(Records for this exercise):
//! Owned CSS rule model and text writer.
//!
//! Stylesheets are converted into this representation right after parsing;
//! every later stage (rule maps, partitioning, serialization) works on these
//! types, never on borrowed parser output.

pub mod media_sort;
pub mod minify;
pub mod rule;
pub mod rule_map;
pub mod transform;

/// A parsed stylesheet: an ordered list of rules.
#[derive(Debug, Clone, Default, PartialEq, Eq, Hash)]
pub struct Stylesheet {
    pub rules: Vec<Rule>,
}

/// A single `property: value` declaration.
#[derive(Debug, Clone, PartialEq, Eq, Hash)]
pub struct Declaration {
    pub property: String,
    pub value: String,
}

/// One CSS rule.
///
/// The closed set of variants this engine models. Anything else a parser may
/// produce (`@import`, `@page`, ...) is skipped at conversion time with a
/// debug log.
#[derive(Debug, Clone, PartialEq, Eq, Hash)]
pub enum Rule {
    Style(StyleRule),
    Media(MediaRule),
    Supports(SupportsRule),
    FontFace(FontFaceRule),
    Keyframes(KeyframesRule),
    Charset(CharsetRule),
    Comment,
}

/// Selector group with its declaration block.
#[derive(Debug, Clone, PartialEq, Eq, Hash)]
pub struct StyleRule {
    /// Source order, never sorted.
    pub selectors: Vec<String>,
    pub declarations: Vec<Declaration>,
}

/// `@media` block. `condition` holds the raw condition text.
#[derive(Debug, Clone, PartialEq, Eq, Hash)]
pub struct MediaRule {
    pub condition: String,
    pub rules: Vec<Rule>,
}

/// `@supports` block.
#[derive(Debug, Clone, PartialEq, Eq, Hash)]
pub struct SupportsRule {
    pub condition: String,
    pub rules: Vec<Rule>,
}

/// `@font-face` block.
#[derive(Debug, Clone, PartialEq, Eq, Hash)]
pub struct FontFaceRule {
    pub declarations: Vec<Declaration>,
}

/// `@keyframes` with its frames. `prefix` is a vendor prefix such as
/// `-webkit-`, or empty for the standard form.
#[derive(Debug, Clone, PartialEq, Eq, Hash)]
pub struct KeyframesRule {
    pub prefix: String,
    pub name: String,
    pub frames: Vec<Keyframe>,
}

/// One frame of a keyframes rule (`from`, `to`, percentages).
#[derive(Debug, Clone, PartialEq, Eq, Hash)]
pub struct Keyframe {
    pub selectors: Vec<String>,
    pub declarations: Vec<Declaration>,
}

/// `@charset` marker, captured separately since CSS parsers routinely drop
/// it. Kept so the charset survives into the critical output.
#[derive(Debug, Clone, PartialEq, Eq, Hash)]
pub struct CharsetRule {
    pub charset: String,
}

impl Stylesheet {
    /// Serialize back to CSS text. Output is valid, non-minified CSS;
    /// minification is a separate pass.
    pub fn to_css_string(&self) -> String {
        let mut out = String::new();
        for rule in &self.rules {
            write_rule(&mut out, rule, 0);
        }
        out
    }

    pub fn is_empty(&self) -> bool {
        self.rules.is_empty()
    }
}

fn indent(out: &mut String, depth: usize) {
    for _ in 0..depth {
        out.push_str("  ");
    }
}

fn write_rule(out: &mut String, rule: &Rule, depth: usize) {
    match rule {
        Rule::Style(style) => write_style(out, &style.selectors, &style.declarations, depth),
        Rule::Media(media) => write_group(out, "@media", &media.condition, &media.rules, depth),
        Rule::Supports(supports) => {
            write_group(out, "@supports", &supports.condition, &supports.rules, depth)
        }
        Rule::FontFace(font_face) => {
            indent(out, depth);
            out.push_str("@font-face {\n");
            write_declarations(out, &font_face.declarations, depth + 1);
            indent(out, depth);
            out.push_str("}\n");
        }
        Rule::Keyframes(keyframes) => {
            indent(out, depth);
            out.push('@');
            out.push_str(&keyframes.prefix);
            out.push_str("keyframes ");
            out.push_str(&keyframes.name);
            out.push_str(" {\n");
            for frame in &keyframes.frames {
                write_style(out, &frame.selectors, &frame.declarations, depth + 1);
            }
            indent(out, depth);
            out.push_str("}\n");
        }
        Rule::Charset(charset) => {
            out.push_str("@charset \"");
            out.push_str(&charset.charset);
            out.push_str("\";\n");
        }
        Rule::Comment => {}
    }
}

fn write_style(out: &mut String, selectors: &[String], declarations: &[Declaration], depth: usize) {
    indent(out, depth);
    out.push_str(&selectors.join(", "));
    out.push_str(" {\n");
    write_declarations(out, declarations, depth + 1);
    indent(out, depth);
    out.push_str("}\n");
}

fn write_declarations(out: &mut String, declarations: &[Declaration], depth: usize) {
    for declaration in declarations {
        indent(out, depth);
        out.push_str(&declaration.property);
        out.push_str(": ");
        out.push_str(&declaration.value);
        out.push_str(";\n");
    }
}

fn write_group(out: &mut String, at_name: &str, condition: &str, rules: &[Rule], depth: usize) {
    indent(out, depth);
    out.push_str(at_name);
    out.push(' ');
    out.push_str(condition);
    out.push_str(" {\n");
    for rule in rules {
        write_rule(out, rule, depth + 1);
    }
    indent(out, depth);
    out.push_str("}\n");
}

(Task instructions): Your answer should contain every entry, transcribed exactly.

(Exercise output):
//! Owned CSS rule model and text writer.
//!
//! Stylesheets are converted into this representation right after parsing;
//! every later stage (rule maps, partitioning, serialization) works on these
//! types, never on borrowed parser output.

pub mod media_sort;
pub mod minify;
pub mod rule;
pub mod rule_map;
pub mod transform;

/// A parsed stylesheet: an ordered list of rules.
#[derive(Debug, Clone, Default, PartialEq, Eq, Hash)]
pub struct Stylesheet {
    pub rules: Vec<Rule>,
}

/// A single `property: value` declaration.
#[derive(Debug, Clone, PartialEq, Eq, Hash)]
pub struct Declaration {
    pub property: String,
    pub value: String,
}

/// One CSS rule.
///
/// The closed set of variants this engine models. Anything else a parser may
/// produce (`@import`, `@page`, ...) is skipped at conversion time with a
/// debug log.
#[derive(Debug, Clone, PartialEq, Eq, Hash)]
pub enum Rule {
    Style(StyleRule),
    Media(MediaRule),
    Supports(SupportsRule),
    FontFace(FontFaceRule),
    Keyframes(KeyframesRule),
    Charset(CharsetRule),
    Comment,
}

/// Selector group with its declaration block.
#[derive(Debug, Clone, PartialEq, Eq, Hash)]
pub struct StyleRule {
    /// Source order, never sorted.
    pub selectors: Vec<String>,
    pub declarations: Vec<Declaration>,
}

/// `@media` block. `condition` holds the raw condition text.
#[derive(Debug, Clone, PartialEq, Eq, Hash)]
pub struct MediaRule {
    pub condition: String,
    pub rules: Vec<Rule>,
}

/// `@supports` block.
#[derive(Debug, Clone, PartialEq, Eq, Hash)]
pub struct SupportsRule {
    pub condition: String,
    pub rules: Vec<Rule>,
}

/// `@font-face` block.
#[derive(Debug, Clone, PartialEq, Eq, Hash)]
pub struct FontFaceRule {
    pub declarations: Vec<Declaration>,
}

/// `@keyframes` with its frames. `prefix` is a vendor prefix such as
/// `-webkit-`, or empty for the standard form.
#[derive(Debug, Clone, PartialEq, Eq, Hash)]
pub struct KeyframesRule {
    pub prefix: String,
    pub name: String,
    pub frames: Vec<Keyframe>,
}

/// One frame of a keyframes rule (`from`, `to`, percentages).
#[derive(Debug, Clone, PartialEq, Eq, Hash)]
pub struct Keyframe {
    pub selectors: Vec<String>,
    pub declarations: Vec<Declaration>,
}

/// `@charset` marker, captured separately since CSS parsers routinely drop
/// it. Kept so the charset survives into the critical output.
#[derive(Debug, Clone, PartialEq, Eq, Hash)]
pub struct CharsetRule {
    pub charset: String,
}

impl Stylesheet {
    /// Serialize back to CSS text. Output is valid, non-minified CSS;
    /// minification is a separate pass.
    pub fn to_css_string(&self) -> String {
        let mut out = String::new();
        for rule in &self.rules {
            write_rule(&mut out, rule, 0);
        }
        out
    }

    pub fn is_empty(&self) -> bool {
        self.rules.is_empty()
    }
}

fn indent(out: &mut String, depth: usize) {
    for _ in 0..depth {
        out.push_str("  ");
    }
}

fn write_rule(out: &mut String, rule: &Rule, depth: usize) {
    match rule {
        Rule::Style(style) => write_style(out, &style.selectors, &style.declarations, depth),
        Rule::Media(media) => write_group(out, "@media", &media.condition, &media.rules, depth),
        Rule::Supports(supports) => {
            write_group(out, "@supports", &supports.condition, &supports.rules, depth)
        }
        Rule::FontFace(font_face) => {
            indent(out, depth);
            out.push_str("@font-face {\n");
            write_declarations(out, &font_face.declarations, depth + 1);
            indent(out, depth);
            out.push_str("}\n");
        }
        Rule::Keyframes(keyframes) => {
            indent(out, depth);
            out.push('@');
            out.push_str(&keyframes.prefix);
            out.push_str("keyframes ");
            out.push_str(&keyframes.name);
            out.push_str(" {\n");
            for frame in &keyframes.frames {
                write_style(out, &frame.selectors, &frame.declarations, depth + 1);
            }
            indent(out, depth);
            out.push_str("}\n");
        }
        Rule::Charset(charset) => {
            out.push_str("@charset \"");
            out.push_str(&charset.charset);
            out.push_str("\";\n");
        }
        Rule::Comment => {}
    }
}

fn write_style(out: &mut String, selectors: &[String], declarations: &[Declaration], depth: usize) {
    indent(out, depth);
    out.push_str(&selectors.join(", "));
    out.push_str(" {\n");
    write_declarations(out, declarations, depth + 1);
    indent(out, depth);
    out.push_str("}\n");
}

fn write_declarations(out: &mut String, declarations: &[Declaration], depth: usize) {
    for declaration in declarations {
        indent(out, depth);
        out.push_str(&declaration.property);
        out.push_str(": ");
        out.push_str(&declaration.value);
        out.push_str(";\n");
    }
}

fn write_group(out: &mut String, at_name: &str, condition: &str, rules: &[Rule], depth: usize) {
    indent(out, depth);
    out.push_str(at_name);
    out.push(' ');
    out.push_str(condition);
    out.push_str(" {\n");
    for rule in rules {
        write_rule(out, rule, depth + 1);
    }
    indent(out, depth);
    out.push_str("}\n");
}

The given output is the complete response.